While FM 6-0 acknowledges that “as with any fixed ratio, such calculations strongly depend on the situation,” it does not mention that any references to force level requirements, tie-down ratios, or troop density were stripped from both Joint and Army counterinsurgency manuals in 2013 and 2014. Yet, this construct lingers on in official staff planning doctrine. (Recent research challenged the validity of the troop density construct but the Defense Department has yet to fund any follow-on work on the subject.)

The Army Has Known About The Problem For A Long Time

The Army has tried several solutions to the problem of combat power estimation over the years. In the early 1970s, the U.S. Army Center for Army Analysis (CAA; known then as the U.S. Army Concepts & Analysis Agency) developed the Weighted Equipment Indices/Weighted Unit Value (WEI/WUV or “wee‑wuv”) methodology for calculating the relative firepower of different combat units. While WEI/WUV’s were soon adopted throughout the Defense Department, the subjective nature of the method gradually led it to be abandoned for official use.

In the 1980s and 1990s, the U.S. Army Command & General Staff College (CGSC) published the ST 100-9 and ST 100-3 student workbooks that contained tables of planning factors that became the informal basis for calculating combat power in staff practice. The STs were revised regularly and then adapted into spreadsheet format in the late 1990s. The 1999 iteration employed WEI/WEVs as the basis for calculating firepower scores used to estimate force ratios. CGSC stopped updating the STs in the early 2000s, as the Army focused on irregular warfare.

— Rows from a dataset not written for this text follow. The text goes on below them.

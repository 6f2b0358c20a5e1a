//! Stepwise - accessibility-aware walking route selection.

mod config;
mod render;

use anyhow::Result;
use chrono::Utc;
use clap::Parser;
use std::path::PathBuf;
use stepwise_core::{select_best, EvalOptions, Point, ScoreWeights};
use stepwise_ors::{AlternativeRoutes, OrsClient, OrsConfig};
use tracing_subscriber::{layer::SubscriberExt, util::SubscriberInitExt};

use crate::config::Config;
use crate::render::SelectionReport;

#[derive(Parser, Debug)]
#[command(author, version, about, long_about = None)]
struct Args {
    /// Destination as "lat,lon" or a place name
    destination: String,

    /// Origin as "lat,lon" or a place name
    #[arg(long, default_value = "22.2835513,114.1345991")]
    origin: String,

    /// Number of alternative routes to request
    #[arg(long, default_value_t = 2)]
    alternatives: u32,

    /// Geometry subsampling interval for elevation lookup
    #[arg(long, default_value_t = 5)]
    stride: usize,

    /// Score without the turn-count term
    #[arg(long)]
    no_turn_penalty: bool,

    /// Write the full selection report to this JSON file
    #[arg(long)]
    out: Option<PathBuf>,
}

#[tokio::main]
async fn main() -> Result<()> {
    tracing_subscriber::registry()
        .with(tracing_subscriber::fmt::layer())
        .with(
            tracing_subscriber::EnvFilter::from_default_env()
                .add_directive("stepwise_core=info".parse()?)
                .add_directive("stepwise_ors=info".parse()?),
        )
        .init();

    let args = Args::parse();
    let config = Config::from_env()?;

    let mut ors_config = OrsConfig::new(config.api_key);
    ors_config.base_url = config.base_url;
    ors_config.boundary_country = config.boundary_country;
    let client = OrsClient::new(ors_config);

    let origin = resolve_location(&client, &args.origin).await?;
    let destination = resolve_location(&client, &args.destination).await?;
    println!("Origin: {}, {}", origin.lat, origin.lon);
    println!("Destination: {}, {}", destination.lat, destination.lon);
    if let Ok(label) = client.reverse_geocode(destination).await {
        println!("Destination address: {}", label);
    }

    let alternatives = AlternativeRoutes {
        target_count: args.alternatives,
        ..AlternativeRoutes::default()
    };
    let routes = client
        .walking_directions(origin, destination, Some(alternatives))
        .await?;
    println!("Evaluating {} candidate route(s)...", routes.len());

    let mut options = EvalOptions {
        stride: args.stride,
        ..EvalOptions::default()
    };
    if args.no_turn_penalty {
        options.weights = ScoreWeights::without_turns();
    }

    let selection = select_best(&routes, &client, &options).await?;

    for breakdown in &selection.candidates {
        println!(
            "Route #{}: time {:.1}s, slope {:.2}%, {} steps, {} turns, score {:.2}",
            breakdown.index + 1,
            breakdown.duration_s,
            breakdown.slope_factor,
            breakdown.step_count,
            breakdown.turn_count,
            breakdown.score
        );
    }
    println!("Best route: #{}", selection.best_index + 1);

    render::print_route(&routes[selection.best_index], &selection.best);

    if let Some(path) = &args.out {
        let report = SelectionReport {
            generated_at: Utc::now(),
            origin,
            destination,
            selection: &selection,
            routes: &routes,
        };
        render::write_report(path, &report)?;
        println!("Saved selection report to {}", path.display());
    }

    Ok(())
}

/// Accept either "lat,lon" coordinates or a free-text place name.
async fn resolve_location(client: &OrsClient, input: &str) -> Result<Point> {
    match parse_coordinates(input) {
        Some(point) => Ok(point),
        None => Ok(client.geocode(input).await?),
    }
}

fn parse_coordinates(input: &str) -> Option<Point> {
    let (lat, lon) = input.split_once(',')?;
    let lat: f64 = lat.trim().parse().ok()?;
    let lon: f64 = lon.trim().parse().ok()?;
    ((-90.0..=90.0).contains(&lat) && (-180.0..=180.0).contains(&lon))
        .then(|| Point::new(lat, lon))
}

#[cfg(test)]
mod tests {
    use super::*;

    #[test]
    fn parses_coordinate_pairs() {
        let point = parse_coordinates("22.2835513, 114.1345991").unwrap();
        assert_eq!(point.lat, 22.2835513);
        assert_eq!(point.lon, 114.1345991);
    }

    #[test]
    fn rejects_out_of_range_coordinates() {
        assert!(parse_coordinates("91.0,0.0").is_none());
        assert!(parse_coordinates("0.0,181.0").is_none());
    }

    #[test]
    fn place_names_are_not_coordinates() {
        assert!(parse_coordinates("Kennedy Town Station").is_none());
        assert!(parse_coordinates("Mong Kok, Kowloon").is_none());
    }
}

With the recently renewed focus on conventional conflict, Army staff planners are starting to realize that their planning factors are out of date. In an attempt to fill this gap, CGSC developed a new spreadsheet tool in 2012 called the Correlation of Forces (COF) calculator. It apparently drew upon analysis done by the U.S. Army Training and Doctrine Command Analysis Center (TRAC) in 2004 to establish new combat unit firepower scores. (TRAC’s methodology is not clear, but if it is based on this 2007 ISMOR presentation, the scores are derived from runs by an unspecified combat model modified by factors derived from the Army’s unit readiness methodology. If described accurately, this would not be an improvement over WEI/WUVs.)

The COF calculator continues to use the 3-1 force ratio tables. It also incorporates a table for estimating combat losses based on force ratios (this despite ample empirical historical analysis showing that there is no correlation between force ratios and casualty rates).

While the COF calculator is not yet an official doctrinal product, CGSC plans to add Marine Corps forces to it for use as a joint planning tool and to incorporate it into the Army’s Command Post of the Future (CPOF). TRAC is developing a stand-alone version for use by force developers.

The incorporation of unsubstantiated and unvalidated concepts into Army doctrine has been a long standing problem. In 1976, Huba Wass de Czege, then an Army major, took both “loosely structured and unscientific analysis” based on intuition and experience and simple counts of gross numbers to task as insufficient “for a clear and rigorous understanding of combat power in a modern context.” He proposed replacing it with a analytical framework for analyzing combat power that accounted for both measurable and intangible factors. Adopting a scrupulous method and language would overcome the simplistic tactical analysis then being taught. While some of the essence of Wass de Czege’s approach has found its way into doctrinal thinking, his criticism of the lack of objective and thorough analysis continues to echo (here, here, and here, for example).

Despite dissatisfaction with the existing methods, little has changed. The problem with this should be self-evident, but I will give the U.S. Naval War College the final word here:

Fundamentally, all of our approaches to force-on-force analysis are underpinned by theories of combat that include both how combat works and what matters most in determining the outcomes of engagements, battles, campaigns, and wars. The various analytical methods we use can shed light on the performance of the force alternatives only to the extent our theories of combat are valid. If our theories are flawed, our analytical results are likely to be equally wrong.